Output the whole listing with nothing altered.
-- Material for the task follows --
impl Command {
    /// Cached facts for `id`, computing them (and any missing facts below
    /// it) first if needed.
    ///
    /// The walk is an explicit post-order stack, so tree depth is bounded by
    /// heap rather than by the thread's stack.
    pub fn node_info(&mut self, id: NodeId) -> &NodeInfo {
        self.check_node(id);
        let mut stack = vec![(id, false)];
        while let Some((node, expanded)) = stack.pop() {
            if self.node_info[node.index()].is_some() {
                continue;
            }
            if expanded {
                let info = self.compute_node_info(node);
                self.node_info[node.index()] = Some(info);
                continue;
            }
            stack.push((node, true));
            for &child in self.children(node) {
                if self.node_info[child.index()].is_none() {
                    stack.push((child, false));
                }
            }
        }
        self.cached_node_info(id)
    }

    /// Re-derive facts for `id` alone, reusing the children's cached facts.
    pub fn recompute_node_info(&mut self, id: NodeId) -> &NodeInfo {
        self.check_node(id);
        self.node_info[id.index()] = None;
        self.node_info(id)
    }

    pub fn invalidate_node_info(&mut self) {
        self.node_info.iter_mut().for_each(|slot| *slot = None);
    }

    fn cached_node_info(&self, id: NodeId) -> &NodeInfo {
        match &self.node_info[id.index()] {
            Some(info) => info,
            None => contract_violation(format_args!("node info for {id} was not derived")),
        }
    }

    /// Facts for `id` from its children's cached facts, which must exist.
    fn compute_node_info(&self, id: NodeId) -> NodeInfo {
        let kids: Vec<&NodeInfo> = self
            .children(id)
            .iter()
            .map(|&child| self.cached_node_info(child))
            .collect();

        // Scalar and ancillary ops share one rule: references flow up,
        // definitions only from VarDef/VarDefList.
        let op = self.op(id);
        let category = op.op_type().category();
        if category != OpCategory::Relational {
            let mut info = NodeInfo {
                result_type: op.result_type(),
                ..NodeInfo::empty()
            };
            for kid in &kids {
                info.external_references.or(&kid.external_references);
                if category == OpCategory::Ancillary {
                    info.definitions.or(&kid.definitions);
                }
            }
            match op {
                Op::VarRef { var, .. } => info.external_references.set(*var),
                Op::VarDef { var } => info.definitions.set(*var),
                _ => {}
            }
            return info;
        }

        let mut info = NodeInfo::empty();
        match op {
            Op::ScanTable { table } | Op::ScanView { table } => {
                let table = self.table(*table);
                info.definitions = table.referenced_columns().clone();
                info.keys = match op {
                    Op::ScanTable { .. } if table.has_complete_keys() => {
                        KeyVec::new(table.keys().clone())
                    }
                    _ => KeyVec::none(),
                };
                if let Some(input) = kids.first() {
                    info.external_references = input.external_references.clone();
                }
            }
            Op::Unnest { var, table } => {
                info.definitions = self.table(*table).referenced_columns().clone();
                let mut refs = kids[0].external_references.clone();
                refs.set(*var);
                info.external_references = minus(&refs, &kids[0].definitions);
            }
            Op::Filter => {
                let (input, predicate) = (kids[0], kids[1]);
                info.definitions = input.definitions.clone();
                info.external_references = union(
                    &input.external_references,
                    &minus(&predicate.external_references, &input.definitions),
                );
                info.keys = input.keys.clone();
            }
            Op::Project { outputs } => {
                let (input, defs) = (kids[0], kids[1]);
                info.definitions = outputs.clone();
                info.external_references = union(
                    &input.external_references,
                    &minus(&defs.external_references, &input.definitions),
                );
                if !input.keys.no_keys() && outputs.subsumes(input.keys.keys()) {
                    info.keys = input.keys.clone();
                }
            }
            Op::InnerJoin | Op::LeftOuterJoin | Op::FullOuterJoin => {
                let (left, right, predicate) = (kids[0], kids[1], kids[2]);
                let defined = union(&left.definitions, &right.definitions);
                let mut refs = union(&left.external_references, &right.external_references);
                refs.or(&minus(&predicate.external_references, &defined));
                info.definitions = defined;
                info.external_references = refs;
                info.keys = KeyVec::combine([&left.keys, &right.keys]);
            }
            Op::CrossJoin => {
                for kid in &kids {
                    info.definitions.or(&kid.definitions);
                    info.external_references.or(&kid.external_references);
                }
                info.keys = KeyVec::combine(kids.iter().copied().map(|k| &k.keys));
            }
            Op::CrossApply | Op::OuterApply => {
                let (left, right) = (kids[0], kids[1]);
                info.definitions = union(&left.definitions, &right.definitions);
                info.external_references = union(
                    &left.external_references,
                    &minus(&right.external_references, &left.definitions),
                );
                info.keys = KeyVec::combine([&left.keys, &right.keys]);
            }
            Op::UnionAll(body) | Op::Intersect(body) | Op::Except(body) => {
                info.definitions = body.outputs.clone();
                info.external_references =
                    union(&kids[0].external_references, &kids[1].external_references);
                if !matches!(op, Op::UnionAll(_)) {
                    info.keys = KeyVec::new(body.outputs.clone());
                }
            }
            Op::Distinct { keys } => {
                info.definitions = keys.clone();
                info.external_references = kids[0].external_references.clone();
                info.keys = KeyVec::new(keys.clone());
            }
            Op::Sort { .. } | Op::ConstrainedSort { .. } | Op::SingleRow => {
                let input = kids[0];
                info.definitions = input.definitions.clone();
                info.external_references = input.external_references.clone();
                for rest in &kids[1..] {
                    info.external_references.or(&rest.external_references);
                }
                info.keys = input.keys.clone();
            }
            Op::GroupBy { keys, outputs } => {
                let input = kids[0];
                info.definitions = outputs.clone();
                let inner = union(&kids[1].external_references, &kids[2].external_references);
                info.external_references =
                    union(&input.external_references, &minus(&inner, &input.definitions));
                info.keys = KeyVec::new(keys.clone());
            }
            Op::SingleRowTable => {
                // One row: the empty set is a key.
                info.keys = KeyVec::new(VarVec::new());
            }
            other => unreachable!("{:?} is not relational", other.op_type()),
        }
        info
    }

    /// Relational nodes under `root` (inclusive) in post-order, each once.
    fn relational_post_order(&self, root: NodeId) -> Vec<NodeId> {
        let mut order = Vec::new();
        let mut seen = vec![false; self.node_count()];
        let mut stack = vec![(root, false)];
        while let Some((node, expanded)) = stack.pop() {
            if expanded {
                order.push(node);
                continue;
            }
            if seen[node.index()] {
                continue;
            }
            seen[node.index()] = true;
            stack.push((node, true));
            for &child in self.children(node).iter().rev() {
                if !seen[child.index()] && self.op(child).op_type().is_relational() {
                    stack.push((child, false));
                }
            }
        }
        order
    }

    /// Make the keys of every relational node under `id` visible at `id`.
    ///
    /// Scans bind vars for unreferenced key columns; projects that drop
    /// their input's keys get those key vars added to their outputs. Facts
    /// of every touched node are recomputed, children before parents.
    pub fn pull_up_keys(&mut self, id: NodeId) -> KeyVec {
        if !self.op(id).op_type().is_relational() {
            return KeyVec::none();
        }
        for node in self.relational_post_order(id) {
            match self.op(node) {
                Op::ScanTable { table } => {
                    let table = *table;
                    let key_columns = self.table(table).md().keys().to_vec();
                    for column in key_columns {
                        self.create_column_var(table, column);
                    }
                }
                Op::Project { .. } => {
                    let input = self.children(node)[0];
                    let input_keys = self.node_info(input).keys.clone();
                    if let Op::Project { outputs } = self.node_mut(node).op_mut() {
                        if !input_keys.no_keys() && !outputs.subsumes(input_keys.keys()) {
                            outputs.or(input_keys.keys());
                            tracing::trace!(node = node.raw(), "added key vars to project outputs");
                        }
                    }
                }
                _ => {}
            }
            self.recompute_node_info(node);
        }
        self.node_info(id).keys.clone()
    }
}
-- Material for the task concluded --
*Answer to this problem:*
impl Command {
    /// Cached facts for `id`, computing them (and any missing facts below
    /// it) first if needed.
    ///
    /// The walk is an explicit post-order stack, so tree depth is bounded by
    /// heap rather than by the thread's stack.
    pub fn node_info(&mut self, id: NodeId) -> &NodeInfo {
        self.check_node(id);
        let mut stack = vec![(id, false)];
        while let Some((node, expanded)) = stack.pop() {
            if self.node_info[node.index()].is_some() {
                continue;
            }
            if expanded {
                let info = self.compute_node_info(node);
                self.node_info[node.index()] = Some(info);
                continue;
            }
            stack.push((node, true));
            for &child in self.children(node) {
                if self.node_info[child.index()].is_none() {
                    stack.push((child, false));
                }
            }
        }
        self.cached_node_info(id)
    }

    /// Re-derive facts for `id` alone, reusing the children's cached facts.
    pub fn recompute_node_info(&mut self, id: NodeId) -> &NodeInfo {
        self.check_node(id);
        self.node_info[id.index()] = None;
        self.node_info(id)
    }

    pub fn invalidate_node_info(&mut self) {
        self.node_info.iter_mut().for_each(|slot| *slot = None);
    }

    fn cached_node_info(&self, id: NodeId) -> &NodeInfo {
        match &self.node_info[id.index()] {
            Some(info) => info,
            None => contract_violation(format_args!("node info for {id} was not derived")),
        }
    }

    /// Facts for `id` from its children's cached facts, which must exist.
    fn compute_node_info(&self, id: NodeId) -> NodeInfo {
        let kids: Vec<&NodeInfo> = self
            .children(id)
            .iter()
            .map(|&child| self.cached_node_info(child))
            .collect();

        // Scalar and ancillary ops share one rule: references flow up,
        // definitions only from VarDef/VarDefList.
        let op = self.op(id);
        let category = op.op_type().category();
        if category != OpCategory::Relational {
            let mut info = NodeInfo {
                result_type: op.result_type(),
                ..NodeInfo::empty()
            };
            for kid in &kids {
                info.external_references.or(&kid.external_references);
                if category == OpCategory::Ancillary {
                    info.definitions.or(&kid.definitions);
                }
            }
            match op {
                Op::VarRef { var, .. } => info.external_references.set(*var),
                Op::VarDef { var } => info.definitions.set(*var),
                _ => {}
            }
            return info;
        }

        let mut info = NodeInfo::empty();
        match op {
            Op::ScanTable { table } | Op::ScanView { table } => {
                let table = self.table(*table);
                info.definitions = table.referenced_columns().clone();
                info.keys = match op {
                    Op::ScanTable { .. } if table.has_complete_keys() => {
                        KeyVec::new(table.keys().clone())
                    }
                    _ => KeyVec::none(),
                };
                if let Some(input) = kids.first() {
                    info.external_references = input.external_references.clone();
                }
            }
            Op::Unnest { var, table } => {
                info.definitions = self.table(*table).referenced_columns().clone();
                let mut refs = kids[0].external_references.clone();
                refs.set(*var);
                info.external_references = minus(&refs, &kids[0].definitions);
            }
            Op::Filter => {
                let (input, predicate) = (kids[0], kids[1]);
                info.definitions = input.definitions.clone();
                info.external_references = union(
                    &input.external_references,
                    &minus(&predicate.external_references, &input.definitions),
                );
                info.keys = input.keys.clone();
            }
            Op::Project { outputs } => {
                let (input, defs) = (kids[0], kids[1]);
                info.definitions = outputs.clone();
                info.external_references = union(
                    &input.external_references,
                    &minus(&defs.external_references, &input.definitions),
                );
                if !input.keys.no_keys() && outputs.subsumes(input.keys.keys()) {
                    info.keys = input.keys.clone();
                }
            }
            Op::InnerJoin | Op::LeftOuterJoin | Op::FullOuterJoin => {
                let (left, right, predicate) = (kids[0], kids[1], kids[2]);
                let defined = union(&left.definitions, &right.definitions);
                let mut refs = union(&left.external_references, &right.external_references);
                refs.or(&minus(&predicate.external_references, &defined));
                info.definitions = defined;
                info.external_references = refs;
                info.keys = KeyVec::combine([&left.keys, &right.keys]);
            }
            Op::CrossJoin => {
                for kid in &kids {
                    info.definitions.or(&kid.definitions);
                    info.external_references.or(&kid.external_references);
                }
                info.keys = KeyVec::combine(kids.iter().copied().map(|k| &k.keys));
            }
            Op::CrossApply | Op::OuterApply => {
                let (left, right) = (kids[0], kids[1]);
                info.definitions = union(&left.definitions, &right.definitions);
                info.external_references = union(
                    &left.external_references,
                    &minus(&right.external_references, &left.definitions),
                );
                info.keys = KeyVec::combine([&left.keys, &right.keys]);
            }
            Op::UnionAll(body) | Op::Intersect(body) | Op::Except(body) => {
                info.definitions = body.outputs.clone();
                info.external_references =
                    union(&kids[0].external_references, &kids[1].external_references);
                if !matches!(op, Op::UnionAll(_)) {
                    info.keys = KeyVec::new(body.outputs.clone());
                }
            }
            Op::Distinct { keys } => {
                info.definitions = keys.clone();
                info.external_references = kids[0].external_references.clone();
                info.keys = KeyVec::new(keys.clone());
            }
            Op::Sort { .. } | Op::ConstrainedSort { .. } | Op::SingleRow => {
                let input = kids[0];
                info.definitions = input.definitions.clone();
                info.external_references = input.external_references.clone();
                for rest in &kids[1..] {
                    info.external_references.or(&rest.external_references);
                }
                info.keys = input.keys.clone();
            }
            Op::GroupBy { keys, outputs } => {
                let input = kids[0];
                info.definitions = outputs.clone();
                let inner = union(&kids[1].external_references, &kids[2].external_references);
                info.external_references =
                    union(&input.external_references, &minus(&inner, &input.definitions));
                info.keys = KeyVec::new(keys.clone());
            }
            Op::SingleRowTable => {
                // One row: the empty set is a key.
                info.keys = KeyVec::new(VarVec::new());
            }
            other => unreachable!("{:?} is not relational", other.op_type()),
        }
        info
    }

    /// Relational nodes under `root` (inclusive) in post-order, each once.
    fn relational_post_order(&self, root: NodeId) -> Vec<NodeId> {
        let mut order = Vec::new();
        let mut seen = vec![false; self.node_count()];
        let mut stack = vec![(root, false)];
        while let Some((node, expanded)) = stack.pop() {
            if expanded {
                order.push(node);
                continue;
            }
            if seen[node.index()] {
                continue;
            }
            seen[node.index()] = true;
            stack.push((node, true));
            for &child in self.children(node).iter().rev() {
                if !seen[child.index()] && self.op(child).op_type().is_relational() {
                    stack.push((child, false));
                }
            }
        }
        order
    }

    /// Make the keys of every relational node under `id` visible at `id`.
    ///
    /// Scans bind vars for unreferenced key columns; projects that drop
    /// their input's keys get those key vars added to their outputs. Facts
    /// of every touched node are recomputed, children before parents.
    pub fn pull_up_keys(&mut self, id: NodeId) -> KeyVec {
        if !self.op(id).op_type().is_relational() {
            return KeyVec::none();
        }
        for node in self.relational_post_order(id) {
            match self.op(node) {
                Op::ScanTable { table } => {
                    let table = *table;
                    let key_columns = self.table(table).md().keys().to_vec();
                    for column in key_columns {
                        self.create_column_var(table, column);
                    }
                }
                Op::Project { .. } => {
                    let input = self.children(node)[0];
                    let input_keys = self.node_info(input).keys.clone();
                    if let Op::Project { outputs } = self.node_mut(node).op_mut() {
                        if !input_keys.no_keys() && !outputs.subsumes(input_keys.keys()) {
                            outputs.or(input_keys.keys());
                            tracing::trace!(node = node.raw(), "added key vars to project outputs");
                        }
                    }
                }
                _ => {}
            }
            self.recompute_node_info(node);
        }
        self.node_info(id).keys.clone()
    }
}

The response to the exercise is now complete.